Reck-Peterson Samara L, Vale Ronald D
Howard Hughes Medical Institute and Department of Cellular and Molecular Pharmacology, University of California-San Francisco, San Francisco, CA 94107, USA.
Proc Natl Acad Sci U S A. 2004 Feb 10;101(6):1491-5. doi: 10.1073/pnas.2637011100. Epub 2004 Jan 30.

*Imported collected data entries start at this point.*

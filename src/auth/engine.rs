use std::collections::HashSet;
use std::sync::Arc;

use axum::http::{header, HeaderMap};
use serde_json::json;
use thiserror::Error;
use uuid::Uuid;

use crate::audit::{AuditAction, AuditRecord, AuditSink};
use crate::auth::cookie;
use crate::auth::permissions::{grants_wildcard, PermissionTable, WILDCARD};
use crate::auth::token::{Claims, TokenCodec, TokenError};
use crate::types::{Role, SophisticationLevel};

/// Authorization failure taxonomy. Always terminal for the request; never
/// retried or downgraded.
#[derive(Debug, Clone, Copy, PartialEq, Eq, Error)]
pub enum AuthzError {
    #[error("no session token presented")]
    MissingToken,
    #[error("session token is invalid")]
    InvalidToken,
    #[error("session has expired")]
    SessionExpired,
    #[error("insufficient permissions")]
    Forbidden,
}

/// Request attribution captured for audit records.
#[derive(Debug, Clone)]
pub struct RequestMeta {
    pub ip: String,
    pub user_agent: String,
}

impl RequestMeta {
    pub fn from_headers(headers: &HeaderMap) -> Self {
        let ip = headers
            .get("x-forwarded-for")
            .and_then(|v| v.to_str().ok())
            .and_then(|v| v.split(',').next())
            .map(|v| v.trim().to_string())
            .filter(|v| !v.is_empty())
            .unwrap_or_else(|| "unknown".to_string());

        let user_agent = headers
            .get(header::USER_AGENT)
            .and_then(|v| v.to_str().ok())
            .map(|v| v.to_string())
            .unwrap_or_else(|| "unknown".to_string());

        Self { ip, user_agent }
    }
}

/// The authenticated principal as resolved from a verified token, with the
/// effective permission set already computed across every granted role.
#[derive(Debug, Clone)]
pub struct AuthContext {
    pub user_id: Uuid,
    pub email: String,
    pub name: String,
    pub active_role: Role,
    pub granted_roles: Vec<Role>,
    pub level: SophisticationLevel,
    pub effective: HashSet<String>,
}

impl AuthContext {
    pub fn has_permission(&self, permission: &str) -> bool {
        self.effective.contains(WILDCARD) || self.effective.contains(permission)
    }

    pub fn is_admin(&self) -> bool {
        self.granted_roles.contains(&Role::Admin)
    }

    /// Effective permissions as a sorted list, for responses and audit
    /// payloads.
    pub fn effective_sorted(&self) -> Vec<String> {
        let mut perms: Vec<String> = self.effective.iter().cloned().collect();
        perms.sort();
        perms
    }
}

/// Decides allow/deny for every protected operation. Stateless apart from
/// the injected read-only permission table; safe to share across requests.
pub struct AuthzEngine {
    codec: TokenCodec,
    table: Arc<PermissionTable>,
    sink: Arc<dyn AuditSink>,
}

impl AuthzEngine {
    pub fn new(codec: TokenCodec, table: Arc<PermissionTable>, sink: Arc<dyn AuditSink>) -> Self {
        Self { codec, table, sink }
    }

    pub fn codec(&self) -> &TokenCodec {
        &self.codec
    }

    /// Token extraction and verification plus effective-permission
    /// resolution; no permission comparison yet.
    pub fn authenticate(&self, headers: &HeaderMap) -> Result<AuthContext, AuthzError> {
        let token = bearer_token(headers)
            .or_else(|| cookie::session_token(headers))
            .ok_or(AuthzError::MissingToken)?;

        let claims = self.codec.verify(&token).map_err(|err| match err {
            TokenError::Expired => AuthzError::SessionExpired,
            TokenError::Malformed(reason) => {
                tracing::debug!("rejected malformed session token: {}", reason);
                AuthzError::InvalidToken
            }
            // Anything unexpected is reported as an invalid token rather
            // than leaking internal detail.
            other => {
                tracing::error!("token verification failed unexpectedly: {}", other);
                AuthzError::InvalidToken
            }
        })?;

        Ok(self.context_from_claims(claims))
    }

    /// Effective permissions = union over all granted roles, plus the
    /// wildcard when any granted role carries it.
    fn context_from_claims(&self, claims: Claims) -> AuthContext {
        let granted_roles = claims.granted_roles();
        let mut effective: HashSet<String> = HashSet::new();
        for role in &granted_roles {
            effective.extend(
                self.table
                    .permissions_for(claims.intelligence_level, *role)
                    .iter()
                    .cloned(),
            );
            if grants_wildcard(claims.intelligence_level, *role) {
                effective.insert(WILDCARD.to_string());
            }
        }

        AuthContext {
            user_id: claims.user_id,
            email: claims.email,
            name: claims.name,
            active_role: claims.role,
            granted_roles,
            level: claims.intelligence_level,
            effective,
        }
    }

    /// Pure permission comparison: allowed iff every required permission is
    /// effective, or the wildcard is. An empty required set passes, which is
    /// how authentication-only routes are expressed.
    pub fn check(&self, ctx: &AuthContext, required: &[&str]) -> Result<(), AuthzError> {
        if required.is_empty() || ctx.effective.contains(WILDCARD) {
            return Ok(());
        }
        if required.iter().all(|p| ctx.effective.contains(*p)) {
            Ok(())
        } else {
            Err(AuthzError::Forbidden)
        }
    }

    /// Permission check for an already-authenticated principal, appending an
    /// UNAUTHORIZED_ACCESS audit record on denial.
    pub fn require(
        &self,
        ctx: &AuthContext,
        required: &[&str],
        meta: &RequestMeta,
    ) -> Result<(), AuthzError> {
        self.check(ctx, required).inspect_err(|_| {
            tracing::warn!(
                user = %ctx.user_id,
                required = ?required,
                "permission denied"
            );
            self.sink.record(AuditRecord::new(
                AuditAction::UnauthorizedAccess,
                ctx.user_id,
                json!({
                    "required": required,
                    "effective": ctx.effective_sorted(),
                }),
                meta.ip.clone(),
                meta.user_agent.clone(),
            ));
        })
    }

    /// Full decision for one request: extract, verify, resolve, compare.
    /// Denials for missing/invalid/expired tokens are not audited (there is
    /// no principal to attribute them to); permission denials are.
    pub fn authorize(
        &self,
        headers: &HeaderMap,
        required: &[&str],
        meta: &RequestMeta,
    ) -> Result<AuthContext, AuthzError> {
        let ctx = self.authenticate(headers)?;
        self.require(&ctx, required, meta)?;
        Ok(ctx)
    }
}

/// `Authorization: Bearer <token>`, checked before the session cookie. A
/// header in any other scheme is treated as absent.
fn bearer_token(headers: &HeaderMap) -> Option<String> {
    let value = headers.get(header::AUTHORIZATION)?.to_str().ok()?;
    let token = value.strip_prefix("Bearer ")?.trim();
    if token.is_empty() {
        None
    } else {
        Some(token.to_string())
    }
}
// Append-only audit trail of authorization decisions of interest: permission
// denials, role switches, and unauthorized role-switch attempts.

use std::sync::Mutex;

use chrono::{DateTime, Utc};
use serde::Serialize;
use serde_json::Value;
use uuid::Uuid;

#[derive(Debug, Clone, Copy, PartialEq, Eq, Serialize)]
#[serde(rename_all = "SCREAMING_SNAKE_CASE")]
pub enum AuditAction {
    UnauthorizedAccess,
    UnauthorizedRoleSwitch,
    RoleSwitch,
}

impl AuditAction {
    pub fn as_str(&self) -> &'static str {
        match self {
            AuditAction::UnauthorizedAccess => "UNAUTHORIZED_ACCESS",
            AuditAction::UnauthorizedRoleSwitch => "UNAUTHORIZED_ROLE_SWITCH",
            AuditAction::RoleSwitch => "ROLE_SWITCH",
        }
    }
}

/// One trail entry. Records are immutable once appended.
#[derive(Debug, Clone, Serialize)]
#[serde(rename_all = "camelCase")]
pub struct AuditRecord {
    pub id: Uuid,
    pub action: AuditAction,
    /// The principal that performed (or attempted) the action.
    pub actor: Uuid,
    pub target: Option<Uuid>,
    /// Free-form payload: required/effective permission sets, from/to roles.
    pub detail: Value,
    pub ip: String,
    pub user_agent: String,
    pub recorded_at: DateTime<Utc>,
}

impl AuditRecord {
    pub fn new(
        action: AuditAction,
        actor: Uuid,
        detail: Value,
        ip: impl Into<String>,
        user_agent: impl Into<String>,
    ) -> Self {
        Self {
            id: Uuid::new_v4(),
            action,
            actor,
            target: None,
            detail,
            ip: ip.into(),
            user_agent: user_agent.into(),
            recorded_at: Utc::now(),
        }
    }

    pub fn with_target(mut self, target: Uuid) -> Self {
        self.target = Some(target);
        self
    }
}

/// Fire-and-forget append. Implementations must never propagate a write
/// failure to the triggering request: log it and move on.
pub trait AuditSink: Send + Sync {
    fn record(&self, record: AuditRecord);
}

/// Process-local trail backed by a mutex-guarded vector. This is the sink the
/// service runs with; a database-backed sink sits behind the same trait in
/// the persistence layer.
#[derive(Default)]
pub struct MemoryAuditSink {
    records: Mutex<Vec<AuditRecord>>,
}

impl MemoryAuditSink {
    pub fn new() -> Self {
        Self::default()
    }

    /// Copy of the trail, oldest first.
    pub fn snapshot(&self) -> Vec<AuditRecord> {
        self.records.lock().unwrap_or_else(|e| e.into_inner()).clone()
    }

    pub fn len(&self) -> usize {
        self.records.lock().unwrap_or_else(|e| e.into_inner()).len()
    }

    pub fn is_empty(&self) -> bool {
        self.len() == 0
    }
}

impl AuditSink for MemoryAuditSink {
    fn record(&self, record: AuditRecord) {
        tracing::debug!(
            action = record.action.as_str(),
            actor = %record.actor,
            "audit: {}",
            record.action.as_str()
        );
        self.records.lock().unwrap_or_else(|e| e.into_inner()).push(record);
    }
}

/// Emits each record as a structured tracing event, for deployments that ship
/// the trail through log collection instead of keeping it in-process.
#[derive(Default)]
pub struct TracingAuditSink;

impl AuditSink for TracingAuditSink {
    fn record(&self, record: AuditRecord) {
        tracing::warn!(
            action = record.action.as_str(),
            actor = %record.actor,
            ip = %record.ip,
            user_agent = %record.user_agent,
            detail = %record.detail,
            "audit entry"
        );
    }
}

The motor protein cytoplasmic dynein is responsible for most of the minus-end-directed microtubule traffic within cells. Dynein contains four evolutionarily conserved AAA (ATPase associated with various cellular activities) domains that are thought to bind nucleotide; the role of nucleotide binding and hydrolysis in each of these four AAA domains has constituted an important and unresolved question in understanding dynein's mechanism. Using Saccharomyces cerevisiae cytoplasmic dynein as a model system, we mutagenized residues involved in nucleotide binding or hydrolysis in the four AAA domains and examined the ability of the mutant dyneins to mediate nuclear segregation in vivo and to bind microtubules in vitro. Our analysis shows that an AAA1 hydrolysis mutant blocks dynein function, whereas a triple AAA2/3/4 hydrolysis mutant does not, suggesting that nucleotide binding is required at only one site. We also show that nucleotide binding at AAA3, but not hydrolysis, is essential for motor activity in vivo and ATP-induced dissociation of dynein from microtubules, suggesting that this domain acts as a critical allosteric site. In contrast, mutations in AAA2 cause subtle defects in dynein function, whereas mutation in AAA4 produce no obvious defects. These results show that the four conserved dynein AAA domains have distinct functions in dynein's mechanochemical cycle.
马达蛋白胞质动力蛋白负责细胞内大部分向微管负端的运输。动力蛋白包含四个进化上保守的AAA(与各种细胞活动相关的ATP酶)结构域,被认为可结合核苷酸;这四个AAA结构域中每个结构域的核苷酸结合和水解作用,在理解动力蛋白机制方面一直是一个重要且未解决的问题。我们以酿酒酵母胞质动力蛋白为模型系统,对四个AAA结构域中参与核苷酸结合或水解的残基进行诱变,并检测突变型动力蛋白在体内介导核分离以及在体外结合微管的能力。我们的分析表明,AAA1水解突变体阻断动力蛋白功能,而AAA2/3/4三重水解突变体则不会,这表明仅在一个位点需要核苷酸结合。我们还表明,AAA3处的核苷酸结合而非水解,对于体内的动力活性以及ATP诱导动力蛋白从微管上解离至关重要,这表明该结构域作为一个关键的变构位点起作用。相比之下,AAA2中的突变导致动力蛋白功能出现细微缺陷,而AAA4中的突变则未产生明显缺陷。这些结果表明,四个保守的动力蛋白AAA结构域在动力蛋白的机械化学循环中具有不同的功能。